32.The Committee is seriously concerned that, in many Länder, solitary confinement may be imposed as a disciplinary measure for up to four weeks for adult prisoners, and two weeks for juveniles and young adults. It is also concerned that there are significant differences among the institutions regarding the frequency and duration of solitary confinement as a disciplinary measure, and specific cases in which solitary confinement exceeds the time frame permitted by law (arts. 2, 11, 12, 13 and 16).
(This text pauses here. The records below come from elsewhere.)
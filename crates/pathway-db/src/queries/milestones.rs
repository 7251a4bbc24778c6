//! Database query functions for the `milestones` table.

use anyhow::{Context, Result};
use sqlx::PgPool;
use uuid::Uuid;

use crate::models::{Milestone, MilestonePatch};

/// SQLSTATE raised when `reorder_milestones` is not installed.
pub const UNDEFINED_FUNCTION: &str = "42883";
/// SQLSTATE raised by `reorder_milestones` for an unknown plan.
pub const PLAN_NOT_FOUND: &str = "P0002";
/// SQLSTATE raised by `reorder_milestones` for a malformed ordering.
pub const INVALID_ORDERING: &str = "22023";

/// List the milestones of a plan sorted by `order_index` (not week number).
pub async fn list_milestones_for_plan(pool: &PgPool, plan_id: Uuid) -> Result<Vec<Milestone>> {
    let milestones = sqlx::query_as::<_, Milestone>(
        "SELECT * FROM milestones WHERE plan_id = $1 ORDER BY order_index ASC, week_number ASC",
    )
    .bind(plan_id)
    .fetch_all(pool)
    .await
    .context("failed to list milestones")?;

    Ok(milestones)
}

/// Apply a partial update. Returns `None` if the milestone does not exist.
pub async fn update_milestone(
    pool: &PgPool,
    id: Uuid,
    patch: &MilestonePatch,
) -> Result<Option<Milestone>> {
    let milestone = sqlx::query_as::<_, Milestone>(
        "UPDATE milestones \
         SET goal = COALESCE($2, goal), \
             notes = COALESCE($3, notes), \
             status = COALESCE($4, status), \
             order_index = COALESCE($5, order_index), \
             updated_at = now() \
         WHERE id = $1 \
         RETURNING *",
    )
    .bind(id)
    .bind(patch.goal.as_deref())
    .bind(patch.notes.as_deref())
    .bind(patch.status)
    .bind(patch.order_index)
    .fetch_optional(pool)
    .await
    .context("failed to update milestone")?;

    Ok(milestone)
}

/// Rewrite every `order_index` of a plan in one server-side statement via
/// the `reorder_milestones` SQL function.
///
/// Errors carry the SQLSTATE of the failure; see [`sqlstate`].
pub async fn reorder_milestones(
    pool: &PgPool,
    plan_id: Uuid,
    ordered_ids: &[Uuid],
) -> Result<()> {
    sqlx::query("SELECT reorder_milestones($1, $2)")
        .bind(plan_id)
        .bind(ordered_ids)
        .execute(pool)
        .await
        .with_context(|| format!("failed to reorder milestones of plan {plan_id}"))?;

    Ok(())
}

/// Write one milestone's `order_index`, scoped to its plan. Returns whether
/// a row was updated.
pub async fn set_order_index(
    pool: &PgPool,
    plan_id: Uuid,
    milestone_id: Uuid,
    order_index: i32,
) -> Result<bool> {
    let result = sqlx::query(
        "UPDATE milestones SET order_index = $3, updated_at = now() \
         WHERE id = $2 AND plan_id = $1",
    )
    .bind(plan_id)
    .bind(milestone_id)
    .bind(order_index)
    .execute(pool)
    .await
    .with_context(|| format!("failed to set order index of milestone {milestone_id}"))?;

    Ok(result.rows_affected() > 0)
}

/// Find the SQLSTATE of the first database error in an error chain.
pub fn sqlstate(err: &anyhow::Error) -> Option<String> {
    err.chain()
        .filter_map(|cause| cause.downcast_ref::<sqlx::Error>())
        .find_map(|e| match e {
            sqlx::Error::Database(db) => db.code().map(|code| code.into_owned()),
            _ => None,
        })
}
//! Debounced canvas saving.
//!
//! Each edit cancels the pending timer and starts a new one. Only the
//! sections present when a timer finally expires are written, so edits
//! superseded within the idle window never reach the store.

use std::sync::Arc;
use std::time::Duration;

use tokio::sync::Mutex;
use tokio_util::sync::CancellationToken;
use tracing::debug;
use uuid::Uuid;

use pathway_db::models::{Canvas, CanvasSection, CanvasSections};

use crate::error::{Failure, SyncResult};
use crate::store::CanvasStore;

struct Pending {
    generation: u64,
    sections: CanvasSections,
    cancel: CancellationToken,
}

#[derive(Default)]
struct AutosaveState {
    /// Sections as last edited, saved or not.
    local: CanvasSections,
    pending: Option<Pending>,
    generation: u64,
    last_saved: Option<Canvas>,
    last_error: Option<Failure>,
}

struct Shared {
    canvas_id: Uuid,
    store: Arc<dyn CanvasStore>,
    state: Mutex<AutosaveState>,
    /// Serializes store writes so an older write cannot land last.
    write_lock: Mutex<()>,
}

/// Cancel-and-restart autosave for one canvas's sections.
pub struct CanvasAutosave {
    idle: Duration,
    shared: Arc<Shared>,
}

impl CanvasAutosave {
    /// Start from the canvas as last read.
    pub fn new(canvas: &Canvas, store: Arc<dyn CanvasStore>, idle: Duration) -> Self {
        let state = AutosaveState {
            local: canvas.sections.clone(),
            ..AutosaveState::default()
        };
        Self {
            idle,
            shared: Arc::new(Shared {
                canvas_id: canvas.id,
                store,
                state: Mutex::new(state),
                write_lock: Mutex::new(()),
            }),
        }
    }

    pub fn canvas_id(&self) -> Uuid {
        self.shared.canvas_id
    }

    /// Replace all sections and restart the idle timer.
    pub async fn edit(&self, sections: CanvasSections) {
        let mut state = self.shared.state.lock().await;
        state.local = sections;
        self.schedule(&mut state);
    }

    /// Change one section and restart the idle timer.
    pub async fn edit_section(&self, section: CanvasSection, text: impl Into<String>) {
        let mut state = self.shared.state.lock().await;
        state.local.set(section, text);
        self.schedule(&mut state);
    }

    /// Write the pending sections now. Returns `Ok(None)` when nothing is
    /// pending.
    pub async fn flush(&self) -> SyncResult<Option<Canvas>> {
        write_pending(&self.shared, None).await
    }

    /// Whether an edit is waiting for its timer.
    pub async fn pending(&self) -> bool {
        self.shared.state.lock().await.pending.is_some()
    }

    /// Sections as currently edited, including unsaved changes.
    pub async fn local_sections(&self) -> CanvasSections {
        self.shared.state.lock().await.local.clone()
    }

    pub async fn last_saved(&self) -> Option<Canvas> {
        self.shared.state.lock().await.last_saved.clone()
    }

    pub async fn last_error(&self) -> Option<Failure> {
        self.shared.state.lock().await.last_error.clone()
    }

    fn schedule(&self, state: &mut AutosaveState) {
        if let Some(previous) = state.pending.take() {
            previous.cancel.cancel();
        }
        state.generation += 1;
        let generation = state.generation;
        let cancel = CancellationToken::new();
        state.pending = Some(Pending {
            generation,
            sections: state.local.clone(),
            cancel: cancel.clone(),
        });

        let shared = self.shared.clone();
        let idle = self.idle;
        tokio::spawn(async move {
            tokio::select! {
                _ = cancel.cancelled() => {}
                _ = tokio::time::sleep(idle) => {
                    // Failures are recorded in `last_error`.
                    let _ = write_pending(&shared, Some(generation)).await;
                }
            }
        });
    }
}

/// Take the pending sections (if still the expected generation) and write
/// them.
async fn write_pending(shared: &Shared, generation: Option<u64>) -> SyncResult<Option<Canvas>> {
    let _write = shared.write_lock.lock().await;

    let pending = {
        let mut state = shared.state.lock().await;
        match &state.pending {
            Some(p) if generation.is_none_or(|g| g == p.generation) => state.pending.take(),
            _ => None,
        }
    };
    let Some(pending) = pending else {
        return Ok(None);
    };
    pending.cancel.cancel();

    let result =
        super::update_sections(shared.store.as_ref(), shared.canvas_id, &pending.sections).await;

    let mut state = shared.state.lock().await;
    match &result {
        Ok(canvas) => {
            debug!(
                canvas_id = %shared.canvas_id,
                completion = canvas.completion_percentage,
                "canvas autosaved"
            );
            state.last_saved = Some(canvas.clone());
            state.last_error = None;
        }
        Err(err) => state.last_error = Some(Failure::from(err)),
    }
    result.map(Some)
}
//! Plan service layer.
//!
//! Computes plan dates, validates plan metadata and delegates persistence
//! to a [`PlanStore`]. The store creates a plan and its twelve milestones
//! as one unit.

use chrono::{Days, NaiveDate};
use tracing::info;
use uuid::Uuid;

use pathway_db::models::{
    NewPlan, PLAN_LENGTH_DAYS, Plan, PlanDetailsPatch, PlanWithMilestones, SubmissionStatus,
};

use crate::error::{SyncResult, ValidationError};
use crate::store::PlanStore;

/// `start_date + 84 days`.
pub fn end_date_for(start_date: NaiveDate) -> NaiveDate {
    start_date + Days::new(PLAN_LENGTH_DAYS)
}

/// Start date of a plan that continues `parent`: the day after the
/// parent's twelfth week, which is the parent's `end_date`.
pub fn continuation_start(parent: &Plan) -> NaiveDate {
    parent.end_date
}

fn validate_title(title: &str) -> Result<String, ValidationError> {
    let trimmed = title.trim();
    if trimmed.is_empty() {
        return Err(ValidationError::TitleEmpty);
    }
    Ok(trimmed.to_owned())
}

/// Create a plan with twelve empty `not_started` milestones.
pub async fn create_plan(
    store: &dyn PlanStore,
    owner_id: &str,
    title: &str,
    start_date: NaiveDate,
) -> SyncResult<PlanWithMilestones> {
    let new_plan = NewPlan {
        owner_id: owner_id.to_owned(),
        title: validate_title(title)?,
        start_date,
        end_date: end_date_for(start_date),
        parent_plan_id: None,
    };
    let created = store.create_plan(&new_plan).await?;
    info!(
        plan_id = %created.plan.id,
        owner_id,
        start = %created.plan.start_date,
        "plan created"
    );
    Ok(created)
}

/// Create a plan whose first week immediately follows the parent's last
/// week, recording the parent reference.
pub async fn create_continuation(
    store: &dyn PlanStore,
    owner_id: &str,
    parent_plan_id: Uuid,
    title: &str,
) -> SyncResult<PlanWithMilestones> {
    let title = validate_title(title)?;
    let parent = store.get_plan(parent_plan_id).await?.plan;
    let start_date = continuation_start(&parent);

    let new_plan = NewPlan {
        owner_id: owner_id.to_owned(),
        title,
        start_date,
        end_date: end_date_for(start_date),
        parent_plan_id: Some(parent.id),
    };
    let created = store.create_plan(&new_plan).await?;
    info!(
        plan_id = %created.plan.id,
        %parent_plan_id,
        start = %created.plan.start_date,
        "continuation plan created"
    );
    Ok(created)
}

/// Fetch a plan with milestones in `order_index` order.
pub async fn get_plan(store: &dyn PlanStore, plan_id: Uuid) -> SyncResult<PlanWithMilestones> {
    Ok(store.get_plan(plan_id).await?)
}

/// List an owner's plans, newest first.
pub async fn list_plans(store: &dyn PlanStore, owner_id: &str) -> SyncResult<Vec<Plan>> {
    Ok(store.list_plans(owner_id).await?)
}

/// Change a plan's title and/or start date. A new start date moves the end
/// date with it.
pub async fn update_plan_details(
    store: &dyn PlanStore,
    plan_id: Uuid,
    title: Option<&str>,
    start_date: Option<NaiveDate>,
) -> SyncResult<Plan> {
    let patch = PlanDetailsPatch {
        title: title.map(validate_title).transpose()?,
        dates: start_date.map(|start| (start, end_date_for(start))),
    };
    Ok(store.update_plan_details(plan_id, &patch).await?)
}

/// Record a new submission status. Any status may follow any other.
pub async fn set_submission_status(
    store: &dyn PlanStore,
    plan_id: Uuid,
    status: SubmissionStatus,
) -> SyncResult<Plan> {
    let plan = store.set_submission_status(plan_id, status).await?;
    info!(%plan_id, %status, "plan submission status changed");
    Ok(plan)
}

/// Delete a plan and its milestones. Deleting a missing plan succeeds.
pub async fn delete_plan(store: &dyn PlanStore, plan_id: Uuid) -> SyncResult<()> {
    store.delete_plan(plan_id).await?;
    info!(%plan_id, "plan deleted");
    Ok(())
}

#[cfg(test)]
mod tests {
    use super::*;
    use chrono::Utc;

    fn date(y: i32, m: u32, d: u32) -> NaiveDate {
        NaiveDate::from_ymd_opt(y, m, d).unwrap()
    }

    #[test]
    fn end_date_is_eighty_four_days_later() {
        assert_eq!(end_date_for(date(2025, 1, 6)), date(2025, 3, 31));
    }

    #[test]
    fn end_date_crosses_leap_day() {
        assert_eq!(end_date_for(date(2024, 2, 1)), date(2024, 4, 25));
    }

    #[test]
    fn continuation_starts_on_parent_end_date() {
        let parent = Plan {
            id: Uuid::new_v4(),
            owner_id: "u1".to_string(),
            title: "Q1".to_string(),
            start_date: date(2025, 1, 6),
            end_date: date(2025, 3, 31),
            submission_status: SubmissionStatus::Draft,
            parent_plan_id: None,
            created_at: Utc::now(),
            updated_at: Utc::now(),
        };
        let start = continuation_start(&parent);
        assert_eq!(start, date(2025, 3, 31));
        // Parent week 12 runs Mar 24..=Mar 30.
        assert_eq!(parent.start_date + Days::new(77), date(2025, 3, 24));
    }

    #[test]
    fn titles_are_trimmed_and_must_not_be_blank() {
        assert_eq!(validate_title("  Growth plan "), Ok("Growth plan".to_string()));
        assert_eq!(validate_title("   "), Err(ValidationError::TitleEmpty));
    }
}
33. The State party should ensure that solitary confinement remains a measure of last resort, imposed for as short a time as possible and under strict supervision and judicial review with clear and specific criteria for its use, and that prolonged and consecutive disciplinary sanctions of solitary confinement are strictly prohibited. Furthermore, the State party should abolish solitary confinement of juveniles and young adults as a disciplinary measure. The State party should bring its legislation and practice on solitary confinement into line with international standards, particularly rules 43 to 46 of the United Nations Standard Minimum Rules for the Treatment of Prisoners (the Nelson Mandela Rules).

Physical restraints

34.The Committee is concerned by the continued use of physical restraints in institutions in which individuals are held in custody, although it welcomes the judgment of the Federal Constitutional Court of 24 July 2018 on the use of physical restraints in psychiatric facilities, noting assurances that this ruling will apply to all Länder and extend to all institutions in which individuals are held in custody. The Committee remains concerned by the lack of information on the use and regulation of other forms of physical restraints, including shackling in the form of metal or disposable handcuffs (arts. 2, 11 and 16).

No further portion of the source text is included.